(Records drawn from a dataset)
=-=-=-=-=

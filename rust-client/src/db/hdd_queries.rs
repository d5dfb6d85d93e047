//! Heating-degree-day aggregates and the extremes reported by the HDD
//! view (coldest hour, coldest day, heating-season totals).

use anyhow::Result;
use sqlx::{PgPool, Postgres, QueryBuilder};
use time::PrimitiveDateTime;

use crate::db::compose;
use crate::domain::device::well_known;
use crate::filter::{DateRange, Interval};

#[derive(Debug, Clone, sqlx::FromRow)]
pub struct HeatingSeasonTotals {
    pub ashp: Option<f64>,
    pub hdd: Option<f64>,
}

/// ASHP energy and degree-days summed over the range with the summer
/// months (May-September) excluded.
pub async fn heating_season_totals(
    pool: &PgPool,
    house_id: i32,
    range: &DateRange,
) -> Result<HeatingSeasonTotals> {
    let mut qb = QueryBuilder::new(
        "SELECT SUM(e.ashp) AS ashp, SUM(h.hdd) AS hdd \
         FROM energy_daily e \
         JOIN hdd_daily h ON h.date = e.date AND h.house_id = e.house_id \
         WHERE e.ashp IS NOT NULL AND e.house_id = ",
    );
    qb.push_bind(house_id);
    compose::push_date_range(&mut qb, "e.date", range);
    compose::push_heating_season(&mut qb, "e.date");

    let totals = qb
        .build_query_as::<HeatingSeasonTotals>()
        .fetch_one(pool)
        .await?;
    Ok(totals)
}

#[derive(Debug, Clone, sqlx::FromRow)]
pub struct ColdestHour {
    pub date: PrimitiveDateTime,
    pub temperature: Option<f64>,
}

pub async fn coldest_hour(
    pool: &PgPool,
    house_id: i32,
    range: &DateRange,
) -> Result<Option<ColdestHour>> {
    let mut qb = QueryBuilder::new(format!(
        "SELECT date, temperature FROM temperature_hourly \
         WHERE device_id = {} AND temperature IS NOT NULL AND house_id = ",
        well_known::OUTDOOR_SENSOR
    ));
    qb.push_bind(house_id);
    compose::push_date_range(&mut qb, "date", range);
    qb.push(" ORDER BY temperature LIMIT 1");

    let row = qb
        .build_query_as::<ColdestHour>()
        .fetch_optional(pool)
        .await?;
    Ok(row)
}

#[derive(Debug, Clone, sqlx::FromRow)]
pub struct ColdestDay {
    pub date: PrimitiveDateTime,
    pub hdd: Option<f64>,
}

/// The day with the most degree-days in the range.
pub async fn coldest_day(
    pool: &PgPool,
    house_id: i32,
    range: &DateRange,
) -> Result<Option<ColdestDay>> {
    let mut qb = QueryBuilder::new(
        "SELECT date, hdd FROM hdd_daily WHERE hdd IS NOT NULL AND house_id = ",
    );
    qb.push_bind(house_id);
    compose::push_date_range(&mut qb, "date", range);
    qb.push(" ORDER BY hdd DESC LIMIT 1");

    let row = qb
        .build_query_as::<ColdestDay>()
        .fetch_optional(pool)
        .await?;
    Ok(row)
}

#[derive(Debug, Clone, sqlx::FromRow)]
pub struct HddTotals {
    pub actual: Option<f64>,
    pub estimated: Option<f64>,
}

#[derive(Debug, Clone, sqlx::FromRow)]
pub struct HddBucket {
    pub date: PrimitiveDateTime,
    pub actual: Option<f64>,
    pub estimated: Option<f64>,
}

fn hdd_monthly_select(with_date: bool) -> QueryBuilder<'static, Postgres> {
    let date_col = if with_date { "MIN(h.date) AS date, " } else { "" };
    QueryBuilder::new(format!(
        "SELECT {date_col}\
         SUM(h.hdd) AS actual, \
         SUM(est.hdd) AS estimated \
         FROM hdd_monthly h \
         LEFT JOIN estimated_monthly est \
           ON est.date = h.date AND est.house_id = h.house_id \
         WHERE h.house_id = "
    ))
}

pub async fn totals(pool: &PgPool, house_id: i32, range: &DateRange) -> Result<HddTotals> {
    let mut qb = hdd_monthly_select(false);
    qb.push_bind(house_id);
    compose::push_date_range(&mut qb, "h.date", range);

    let totals = qb.build_query_as::<HddTotals>().fetch_one(pool).await?;
    Ok(totals)
}

pub async fn items(
    pool: &PgPool,
    house_id: i32,
    interval: Interval,
    range: &DateRange,
) -> Result<Vec<HddBucket>> {
    let mut qb = hdd_monthly_select(true);
    qb.push_bind(house_id);
    compose::push_date_range(&mut qb, "h.date", range);
    compose::push_interval_group(&mut qb, "h.date", interval);

    let rows = qb.build_query_as::<HddBucket>().fetch_all(pool).await?;
    Ok(rows)
}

=-=-=-=-=

- Problem details:
Reproduce every line of the data verbatim.

- Completed exercise:
filename rust-client/src/db/hdd_queries.rs
repository d5dfb6d85d93e047
//! Heating-degree-day aggregates and the extremes reported by the HDD
//! view (coldest hour, coldest day, heating-season totals).

use anyhow::Result;
use sqlx::{PgPool, Postgres, QueryBuilder};
use time::PrimitiveDateTime;

use crate::db::compose;
use crate::domain::device::well_known;
use crate::filter::{DateRange, Interval};

#[derive(Debug, Clone, sqlx::FromRow)]
pub struct HeatingSeasonTotals {
    pub ashp: Option<f64>,
    pub hdd: Option<f64>,
}

/// ASHP energy and degree-days summed over the range with the summer
/// months (May-September) excluded.
pub async fn heating_season_totals(
    pool: &PgPool,
    house_id: i32,
    range: &DateRange,
) -> Result<HeatingSeasonTotals> {
    let mut qb = QueryBuilder::new(
        "SELECT SUM(e.ashp) AS ashp, SUM(h.hdd) AS hdd \
         FROM energy_daily e \
         JOIN hdd_daily h ON h.date = e.date AND h.house_id = e.house_id \
         WHERE e.ashp IS NOT NULL AND e.house_id = ",
    );
    qb.push_bind(house_id);
    compose::push_date_range(&mut qb, "e.date", range);
    compose::push_heating_season(&mut qb, "e.date");

    let totals = qb
        .build_query_as::<HeatingSeasonTotals>()
        .fetch_one(pool)
        .await?;
    Ok(totals)
}

#[derive(Debug, Clone, sqlx::FromRow)]
pub struct ColdestHour {
    pub date: PrimitiveDateTime,
    pub temperature: Option<f64>,
}

pub async fn coldest_hour(
    pool: &PgPool,
    house_id: i32,
    range: &DateRange,
) -> Result<Option<ColdestHour>> {
    let mut qb = QueryBuilder::new(format!(
        "SELECT date, temperature FROM temperature_hourly \
         WHERE device_id = {} AND temperature IS NOT NULL AND house_id = ",
        well_known::OUTDOOR_SENSOR
    ));
    qb.push_bind(house_id);
    compose::push_date_range(&mut qb, "date", range);
    qb.push(" ORDER BY temperature LIMIT 1");

    let row = qb
        .build_query_as::<ColdestHour>()
        .fetch_optional(pool)
        .await?;
    Ok(row)
}

#[derive(Debug, Clone, sqlx::FromRow)]
pub struct ColdestDay {
    pub date: PrimitiveDateTime,
    pub hdd: Option<f64>,
}

/// The day with the most degree-days in the range.
pub async fn coldest_day(
    pool: &PgPool,
    house_id: i32,
    range: &DateRange,
) -> Result<Option<ColdestDay>> {
    let mut qb = QueryBuilder::new(
        "SELECT date, hdd FROM hdd_daily WHERE hdd IS NOT NULL AND house_id = ",
    );
    qb.push_bind(house_id);
    compose::push_date_range(&mut qb, "date", range);
    qb.push(" ORDER BY hdd DESC LIMIT 1");

    let row = qb
        .build_query_as::<ColdestDay>()
        .fetch_optional(pool)
        .await?;
    Ok(row)
}

#[derive(Debug, Clone, sqlx::FromRow)]
pub struct HddTotals {
    pub actual: Option<f64>,
    pub estimated: Option<f64>,
}

#[derive(Debug, Clone, sqlx::FromRow)]
pub struct HddBucket {
    pub date: PrimitiveDateTime,
    pub actual: Option<f64>,
    pub estimated: Option<f64>,
}

fn hdd_monthly_select(with_date: bool) -> QueryBuilder<'static, Postgres> {
    let date_col = if with_date { "MIN(h.date) AS date, " } else { "" };
    QueryBuilder::new(format!(
        "SELECT {date_col}\
         SUM(h.hdd) AS actual, \
         SUM(est.hdd) AS estimated \
         FROM hdd_monthly h \
         LEFT JOIN estimated_monthly est \
           ON est.date = h.date AND est.house_id = h.house_id \
         WHERE h.house_id = "
    ))
}

pub async fn totals(pool: &PgPool, house_id: i32, range: &DateRange) -> Result<HddTotals> {
    let mut qb = hdd_monthly_select(false);
    qb.push_bind(house_id);
    compose::push_date_range(&mut qb, "h.date", range);

    let totals = qb.build_query_as::<HddTotals>().fetch_one(pool).await?;
    Ok(totals)
}

pub async fn items(
    pool: &PgPool,
    house_id: i32,
    interval: Interval,
    range: &DateRange,
) -> Result<Vec<HddBucket>> {
    let mut qb = hdd_monthly_select(true);
    qb.push_bind(house_id);
    compose::push_date_range(&mut qb, "h.date", range);
    compose::push_interval_group(&mut qb, "h.date", interval);

    let rows = qb.build_query_as::<HddBucket>().fetch_all(pool).await?;
    Ok(rows)
}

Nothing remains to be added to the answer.